* _ACTIVITY_
I would like every entry below written out exactly.

(Stored items)
==========
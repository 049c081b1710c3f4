use arrayvec::ArrayVec;
use bon::bon;
use itertools::iproduct;
use nalgebra::Rotation3;

use crate::geometry::{FloatType, HitRecord, MaterialId, Ray, WorldBox, WorldPoint, WorldVector};
use crate::scene::{Shape, ShapeError, closest_hit};

use super::Quad;

/// Faces of the `[-1, 1]^3` cube as (corner, u, v), with `u x v` pointing outwards.
const UNIT_CUBE_FACES: [([FloatType; 3], [FloatType; 3], [FloatType; 3]); 6] = [
    ([1.0, -1.0, -1.0], [0.0, 2.0, 0.0], [0.0, 0.0, 2.0]),
    ([-1.0, -1.0, -1.0], [0.0, 0.0, 2.0], [0.0, 2.0, 0.0]),
    ([-1.0, 1.0, -1.0], [0.0, 0.0, 2.0], [2.0, 0.0, 0.0]),
    ([-1.0, -1.0, -1.0], [2.0, 0.0, 0.0], [0.0, 0.0, 2.0]),
    ([-1.0, -1.0, 1.0], [2.0, 0.0, 0.0], [0.0, 2.0, 0.0]),
    ([-1.0, -1.0, -1.0], [0.0, 2.0, 0.0], [2.0, 0.0, 0.0]),
];

/// Oriented box made of six quads.
#[derive(Clone, Debug)]
pub struct Cuboid {
    faces: ArrayVec<Quad, 6>,
    bounding_box: WorldBox,
}

#[bon]
impl Cuboid {
    /// Rotation is given as angles in radians around X, Y and Z, applied in this order.
    #[builder]
    pub fn new(
        center: WorldPoint,
        half_extents: WorldVector,
        rotation: Option<WorldVector>,
        material: MaterialId,
    ) -> Result<Self, ShapeError> {
        if !half_extents.iter().all(|x| *x > 0.0) {
            return Err(ShapeError::NonPositiveHalfExtents(half_extents));
        }

        let rotation = rotation.unwrap_or_else(WorldVector::zeros);
        let rotation = Rotation3::from_euler_angles(rotation.x, rotation.y, rotation.z);
        let to_world_vector = |v: WorldVector| rotation * half_extents.component_mul(&v);
        let to_world_point = |p: WorldVector| center + to_world_vector(p);

        let faces = UNIT_CUBE_FACES
            .iter()
            .map(|(corner, u, v)| {
                Quad::new(
                    to_world_point((*corner).into()),
                    to_world_vector((*u).into()),
                    to_world_vector((*v).into()),
                    material,
                )
            })
            .collect::<Result<ArrayVec<_, 6>, _>>()?;

        let bounding_box = WorldBox::from_points(
            iproduct!([-1.0, 1.0], [-1.0, 1.0], [-1.0, 1.0])
                .map(|(x, y, z)| to_world_point(WorldVector::new(x, y, z))),
        )
        .unwrap_or_default();

        Ok(Cuboid {
            faces,
            bounding_box,
        })
    }
}

impl Shape for Cuboid {
    fn intersect(&self, ray: &Ray, t_min: FloatType, t_max: FloatType) -> Option<HitRecord> {
        closest_hit(self.faces.iter(), ray, t_min, t_max)
    }

    fn bounding_box(&self) -> WorldBox {
        self.bounding_box.clone()
    }
}

#[cfg(test)]
mod test {
    use super::*;
    use assert2::{assert, let_assert};
    use std::f64::consts::FRAC_PI_4;
    use test_case::test_case;

    fn unit_box() -> Cuboid {
        Cuboid::builder()
            .center(WorldPoint::origin())
            .half_extents(WorldVector::new(1.0, 1.0, 1.0))
            .material(2)
            .build()
            .unwrap()
    }

    #[test]
    fn hit_from_outside() {
        let ray = Ray::new(WorldPoint::new(0.0, 0.0, -3.0), WorldVector::new(0.0, 0.0, 1.0));

        let_assert!(Some(hit) = unit_box().intersect(&ray, 1e-3, FloatType::INFINITY));
        assert!((hit.t - 2.0).abs() < 1e-12);
        assert!(hit.front_face);
        assert!((hit.normal.into_inner() + WorldVector::z()).norm() < 1e-12);
        assert!(hit.material == 2);
    }

    #[test_case(WorldVector::x() ; "plus_x")]
    #[test_case(-WorldVector::x() ; "minus_x")]
    #[test_case(WorldVector::y() ; "plus_y")]
    #[test_case(-WorldVector::y() ; "minus_y")]
    #[test_case(WorldVector::z() ; "plus_z")]
    #[test_case(-WorldVector::z() ; "minus_z")]
    fn every_face_points_outwards(direction: WorldVector) {
        let ray = Ray::new(WorldPoint::origin() + direction * 5.0, -direction);

        let_assert!(Some(hit) = unit_box().intersect(&ray, 0.0, FloatType::INFINITY));
        assert!((hit.t - 4.0).abs() < 1e-12);
        assert!(hit.front_face);
        assert!((hit.normal.into_inner() - direction).norm() < 1e-12);
    }

    #[test]
    fn hit_from_inside_is_back_face() {
        let ray = Ray::new(WorldPoint::new(0.2, 0.1, 0.0), WorldVector::new(0.0, 1.0, 0.0));

        let_assert!(Some(hit) = unit_box().intersect(&ray, 0.0, FloatType::INFINITY));
        assert!((hit.t - 0.9).abs() < 1e-12);
        assert!(!hit.front_face);
        assert!((hit.normal.into_inner() + WorldVector::y()).norm() < 1e-12);
    }

    #[test]
    fn rotated_box_bounds() {
        let cuboid = Cuboid::builder()
            .center(WorldPoint::new(1.0, 0.0, 0.0))
            .half_extents(WorldVector::new(1.0, 1.0, 1.0))
            .rotation(WorldVector::new(0.0, 0.0, FRAC_PI_4))
            .material(0)
            .build()
            .unwrap();
        let b = cuboid.bounding_box();
        let diagonal = 2.0f64.sqrt();

        assert!((b.min.x - (1.0 - diagonal)).abs() < 1e-12);
        assert!((b.max.y - diagonal).abs() < 1e-12);
        assert!((b.max.z - 1.0).abs() < 1e-12);

        // Corner of the unrotated box is now outside
        let ray = Ray::new(WorldPoint::new(2.0, 1.0, 5.0), WorldVector::new(0.0, 0.0, -1.0));
        assert!(cuboid.intersect(&ray, 0.0, FloatType::INFINITY).is_none());

        let ray = Ray::new(WorldPoint::new(1.0 + 1.4, 0.0, 5.0), WorldVector::new(0.0, 0.0, -1.0));
        assert!(cuboid.intersect(&ray, 0.0, FloatType::INFINITY).is_some());
    }

    #[test_case(WorldVector::new(0.0, 1.0, 1.0) ; "zero")]
    #[test_case(WorldVector::new(1.0, -1.0, 1.0) ; "negative")]
    fn invalid_half_extents(half_extents: WorldVector) {
        let result = Cuboid::builder()
            .center(WorldPoint::origin())
            .half_extents(half_extents)
            .material(0)
            .build();
        let_assert!(Err(ShapeError::NonPositiveHalfExtents(_)) = result);
    }
}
==========
* _EXERCISE SOLUTION_
repository 049c081b1710c3f4
use arrayvec::ArrayVec;
use bon::bon;
use itertools::iproduct;
use nalgebra::Rotation3;

use crate::geometry::{FloatType, HitRecord, MaterialId, Ray, WorldBox, WorldPoint, WorldVector};
use crate::scene::{Shape, ShapeError, closest_hit};

use super::Quad;

/// Faces of the `[-1, 1]^3` cube as (corner, u, v), with `u x v` pointing outwards.
const UNIT_CUBE_FACES: [([FloatType; 3], [FloatType; 3], [FloatType; 3]); 6] = [
    ([1.0, -1.0, -1.0], [0.0, 2.0, 0.0], [0.0, 0.0, 2.0]),
    ([-1.0, -1.0, -1.0], [0.0, 0.0, 2.0], [0.0, 2.0, 0.0]),
    ([-1.0, 1.0, -1.0], [0.0, 0.0, 2.0], [2.0, 0.0, 0.0]),
    ([-1.0, -1.0, -1.0], [2.0, 0.0, 0.0], [0.0, 0.0, 2.0]),
    ([-1.0, -1.0, 1.0], [2.0, 0.0, 0.0], [0.0, 2.0, 0.0]),
    ([-1.0, -1.0, -1.0], [0.0, 2.0, 0.0], [2.0, 0.0, 0.0]),
];

/// Oriented box made of six quads.
#[derive(Clone, Debug)]
pub struct Cuboid {
    faces: ArrayVec<Quad, 6>,
    bounding_box: WorldBox,
}

#[bon]
impl Cuboid {
    /// Rotation is given as angles in radians around X, Y and Z, applied in this order.
    #[builder]
    pub fn new(
        center: WorldPoint,
        half_extents: WorldVector,
        rotation: Option<WorldVector>,
        material: MaterialId,
    ) -> Result<Self, ShapeError> {
        if !half_extents.iter().all(|x| *x > 0.0) {
            return Err(ShapeError::NonPositiveHalfExtents(half_extents));
        }

        let rotation = rotation.unwrap_or_else(WorldVector::zeros);
        let rotation = Rotation3::from_euler_angles(rotation.x, rotation.y, rotation.z);
        let to_world_vector = |v: WorldVector| rotation * half_extents.component_mul(&v);
        let to_world_point = |p: WorldVector| center + to_world_vector(p);

        let faces = UNIT_CUBE_FACES
            .iter()
            .map(|(corner, u, v)| {
                Quad::new(
                    to_world_point((*corner).into()),
                    to_world_vector((*u).into()),
                    to_world_vector((*v).into()),
                    material,
                )
            })
            .collect::<Result<ArrayVec<_, 6>, _>>()?;

        let bounding_box = WorldBox::from_points(
            iproduct!([-1.0, 1.0], [-1.0, 1.0], [-1.0, 1.0])
                .map(|(x, y, z)| to_world_point(WorldVector::new(x, y, z))),
        )
        .unwrap_or_default();

        Ok(Cuboid {
            faces,
            bounding_box,
        })
    }
}

impl Shape for Cuboid {
    fn intersect(&self, ray: &Ray, t_min: FloatType, t_max: FloatType) -> Option<HitRecord> {
        closest_hit(self.faces.iter(), ray, t_min, t_max)
    }

    fn bounding_box(&self) -> WorldBox {
        self.bounding_box.clone()
    }
}

#[cfg(test)]
mod test {
    use super::*;
    use assert2::{assert, let_assert};
    use std::f64::consts::FRAC_PI_4;
    use test_case::test_case;

    fn unit_box() -> Cuboid {
        Cuboid::builder()
            .center(WorldPoint::origin())
            .half_extents(WorldVector::new(1.0, 1.0, 1.0))
            .material(2)
            .build()
            .unwrap()
    }

    #[test]
    fn hit_from_outside() {
        let ray = Ray::new(WorldPoint::new(0.0, 0.0, -3.0), WorldVector::new(0.0, 0.0, 1.0));

        let_assert!(Some(hit) = unit_box().intersect(&ray, 1e-3, FloatType::INFINITY));
        assert!((hit.t - 2.0).abs() < 1e-12);
        assert!(hit.front_face);
        assert!((hit.normal.into_inner() + WorldVector::z()).norm() < 1e-12);
        assert!(hit.material == 2);
    }

    #[test_case(WorldVector::x() ; "plus_x")]
    #[test_case(-WorldVector::x() ; "minus_x")]
    #[test_case(WorldVector::y() ; "plus_y")]
    #[test_case(-WorldVector::y() ; "minus_y")]
    #[test_case(WorldVector::z() ; "plus_z")]
    #[test_case(-WorldVector::z() ; "minus_z")]
    fn every_face_points_outwards(direction: WorldVector) {
        let ray = Ray::new(WorldPoint::origin() + direction * 5.0, -direction);

        let_assert!(Some(hit) = unit_box().intersect(&ray, 0.0, FloatType::INFINITY));
        assert!((hit.t - 4.0).abs() < 1e-12);
        assert!(hit.front_face);
        assert!((hit.normal.into_inner() - direction).norm() < 1e-12);
    }

    #[test]
    fn hit_from_inside_is_back_face() {
        let ray = Ray::new(WorldPoint::new(0.2, 0.1, 0.0), WorldVector::new(0.0, 1.0, 0.0));

        let_assert!(Some(hit) = unit_box().intersect(&ray, 0.0, FloatType::INFINITY));
        assert!((hit.t - 0.9).abs() < 1e-12);
        assert!(!hit.front_face);
        assert!((hit.normal.into_inner() + WorldVector::y()).norm() < 1e-12);
    }

    #[test]
    fn rotated_box_bounds() {
        let cuboid = Cuboid::builder()
            .center(WorldPoint::new(1.0, 0.0, 0.0))
            .half_extents(WorldVector::new(1.0, 1.0, 1.0))
            .rotation(WorldVector::new(0.0, 0.0, FRAC_PI_4))
            .material(0)
            .build()
            .unwrap();
        let b = cuboid.bounding_box();
        let diagonal = 2.0f64.sqrt();

        assert!((b.min.x - (1.0 - diagonal)).abs() < 1e-12);
        assert!((b.max.y - diagonal).abs() < 1e-12);
        assert!((b.max.z - 1.0).abs() < 1e-12);

        // Corner of the unrotated box is now outside
        let ray = Ray::new(WorldPoint::new(2.0, 1.0, 5.0), WorldVector::new(0.0, 0.0, -1.0));
        assert!(cuboid.intersect(&ray, 0.0, FloatType::INFINITY).is_none());

        let ray = Ray::new(WorldPoint::new(1.0 + 1.4, 0.0, 5.0), WorldVector::new(0.0, 0.0, -1.0));
        assert!(cuboid.intersect(&ray, 0.0, FloatType::INFINITY).is_some());
    }

    #[test_case(WorldVector::new(0.0, 1.0, 1.0) ; "zero")]
    #[test_case(WorldVector::new(1.0, -1.0, 1.0) ; "negative")]
    fn invalid_half_extents(half_extents: WorldVector) {
        let result = Cuboid::builder()
            .center(WorldPoint::origin())
            .half_extents(half_extents)
            .material(0)
            .build();
        let_assert!(Err(ShapeError::NonPositiveHalfExtents(_)) = result);
    }
}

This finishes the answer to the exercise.